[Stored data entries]
╭──

#[cfg(test)]
mod tests {
    use super::*;

    #[test]
    fn test_modifier_floors_negative_scores() {
        assert_eq!(ability_modifier(8), -1);
        assert_eq!(ability_modifier(9), -1);
        assert_eq!(ability_modifier(10), 0);
        assert_eq!(ability_modifier(15), 2);
        assert_eq!(ability_modifier(1), -5);
    }

    #[test]
    fn test_create_fighter() {
        let hero = create_character("Test Hero", "human", "fighter");
        assert_eq!(hero.name, "Test Hero");
        assert_eq!(hero.level, 1);
        // d10 + CON 15 (+2)
        assert_eq!(hero.hp, HitPoints::full(12));
        assert_eq!(hero.ac, 12);
        assert_eq!(hero.equipped.weapon, "longsword");
        assert_eq!(hero.equipped.armor, "chain mail");
        assert_eq!(hero.gold, 50);
        assert!(hero.skills.is_proficient(Skill::Athletics));
    }

    #[test]
    fn test_primary_stats_raised() {
        let wizard = create_character("Mira", "elf", "wizard");
        assert_eq!(wizard.stats.intelligence, 15);
        assert_eq!(wizard.stats.strength, 15);
        assert_eq!(wizard.stats.dexterity, 15);
    }

    #[test]
    fn test_unknown_class_uses_defaults() {
        let odd = create_character("Zed", "gnome", "chef");
        assert_eq!(odd.hit_die, 8);
        assert_eq!(odd.equipped.weapon, "unarmed");
        assert_eq!(odd.equipped.armor, "none");
        assert!(odd.inventory.is_empty());
        // d8 + CON 13 (+1)
        assert_eq!(odd.hp.max, 9);
    }

    #[test]
    fn test_custom_stats() {
        let stats = AbilityScores::new(10, 10, 18, 10, 10, 10);
        let tank = Character::new("Tank", "dwarf", "fighter", Some(stats), &ClassCatalog::builtin());
        assert_eq!(tank.hp.max, 14);
        assert_eq!(tank.stats.strength, 10);
    }

    #[test]
    fn test_add_experience_levels_repeatedly() {
        let mut hero = create_character("Aria", "elf", "ranger");
        let start_max = hero.hp.max;
        let gain = hero.add_experience(1000);
        assert!(gain.leveled_up);
        assert_eq!(gain.levels_gained, 2);
        assert_eq!(gain.new_level, Some(3));
        assert_eq!(hero.level, 3);
        // d10 ranger: 10/2 + 1 + CON 13 (+1) = 7 per level
        assert_eq!(hero.hp.max, start_max + 14);

        let gain = hero.add_experience(10);
        assert!(!gain.leveled_up);
        assert_eq!(gain.new_level, None);
    }

    #[test]
    fn test_fourth_level_raises_highest_stat() {
        let mut hero = create_character("Bram", "human", "fighter");
        hero.add_experience(2700);
        assert_eq!(hero.level, 4);
        assert_eq!(hero.stats.strength, 16);
    }

    #[test]
    fn test_level_for_experience() {
        assert_eq!(Character::level_for_experience(0), 1);
        assert_eq!(Character::level_for_experience(299), 1);
        assert_eq!(Character::level_for_experience(300), 2);
        assert_eq!(Character::level_for_experience(1_000_000), 10);
    }

    #[test]
    fn test_stat_updates() {
        let mut hero = create_character("Aria", "elf", "ranger");
        let max = hero.hp.max;

        let change = hero.apply_stat_update("hp.current", "-5").unwrap();
        assert_eq!(change.new_value, (max - 5).to_string());

        hero.apply_stat_update("hp.current", "+100").unwrap();
        assert_eq!(hero.hp.current, max);

        hero.apply_stat_update("hp.current", "-999").unwrap();
        assert_eq!(hero.hp.current, 0);

        hero.apply_stat_update("gold", "+10").unwrap();
        assert_eq!(hero.gold, 60);

        hero.apply_stat_update("stats.strength", "18").unwrap();
        assert_eq!(hero.stats.strength, 18);

        hero.apply_stat_update("inventory", "+rope").unwrap();
        assert!(hero.inventory.contains(&"rope".to_string()));
        hero.apply_stat_update("inventory", "-Rope").unwrap();
        assert!(!hero.inventory.contains(&"rope".to_string()));
    }

    #[test]
    fn test_stat_update_errors() {
        let mut hero = create_character("Aria", "elf", "ranger");
        assert!(matches!(
            hero.apply_stat_update("mana", "5"),
            Err(CharacterError::UnknownStat(_))
        ));
        assert!(matches!(
            hero.apply_stat_update("gold", "lots"),
            Err(CharacterError::InvalidValue { .. })
        ));
        assert!(matches!(
            hero.apply_stat_update("stats.luck", "5"),
            Err(CharacterError::UnknownStat(_))
        ));
        assert!(matches!(
            hero.apply_stat_update("inventory", "-anvil"),
            Err(CharacterError::MissingItem(_))
        ));
    }

    #[test]
    fn test_stat_update_rejects_out_of_range_numbers() {
        let mut hero = create_character("Aria", "elf", "ranger");
        let before = hero.clone();

        for (stat, value) in [
            ("gold", "5000000000"),
            ("gold", "+9223372036854775807"),
            ("experience", "+4294967296"),
            ("hp.max", "3000000000"),
            ("ac", "+9223372036854775807"),
            ("hp.current", "+99999999999999999999"),
        ] {
            assert!(
                matches!(
                    hero.apply_stat_update(stat, value),
                    Err(CharacterError::InvalidValue { .. })
                ),
                "{stat} = {value} should be rejected"
            );
        }
        assert_eq!(hero, before);

        // Large values that fit are clamped, not rejected.
        hero.apply_stat_update("gold", "4294967295").unwrap();
        assert_eq!(hero.gold, u32::MAX);
        hero.apply_stat_update("hp.max", "-9999999999").unwrap();
        assert_eq!(hero.hp.max, 1);
        assert_eq!(hero.hp.current, 1);
        hero.apply_stat_update("level", "+1000").unwrap();
        assert_eq!(hero.level, 20);
        hero.apply_stat_update("stats.wisdom", "+1000").unwrap();
        assert_eq!(hero.stats.wisdom, 30);
    }

    #[test]
    fn test_skill_parsing() {
        assert_eq!("perception".parse::<Skill>().unwrap(), Skill::Perception);
        assert_eq!("sleight_of_hand".parse::<Skill>().unwrap(), Skill::SleightOfHand);
        assert_eq!("Animal Handling".parse::<Skill>().unwrap(), Skill::AnimalHandling);
        assert!("cooking".parse::<Skill>().is_err());
    }

    #[test]
    fn test_class_json_override() {
        let dir = tempfile::tempdir().unwrap();
        std::fs::write(
            dir.path().join("character_classes.json"),
            r#"{"Artificer": {"hit_die": 8, "primary_stats": ["intelligence"],
                "starting_skills": ["arcana"], "starting_equipment": ["hammer", "scale mail"]}}"#,
        )
        .unwrap();

        let catalog = ClassCatalog::load(dir.path()).unwrap();
        let tinker = Character::new("Tink", "gnome", "artificer", None, &catalog);
        assert_eq!(tinker.equipped.weapon, "hammer");
        assert!(tinker.skills.is_proficient(Skill::Arcana));
        assert!(catalog.names().contains(&"fighter"));
    }

    #[test]
    fn test_summary_mentions_key_fields() {
        let hero = create_character("Aria", "elf", "ranger");
        let summary = hero.summary();
        assert!(summary.contains("=== Aria ==="));
        assert!(summary.contains("Class: ranger"));
        assert!(summary.contains("Equipment: longbow, leather armor, shortswords"));
    }
}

╰──

## Problem to solve:
Lines with the word "gnome" in them are the answer; report each one from the data.

## Response to the task:
        let odd = create_character("Zed", "gnome", "chef");
        let tinker = Character::new("Tink", "gnome", "artificer", None, &catalog);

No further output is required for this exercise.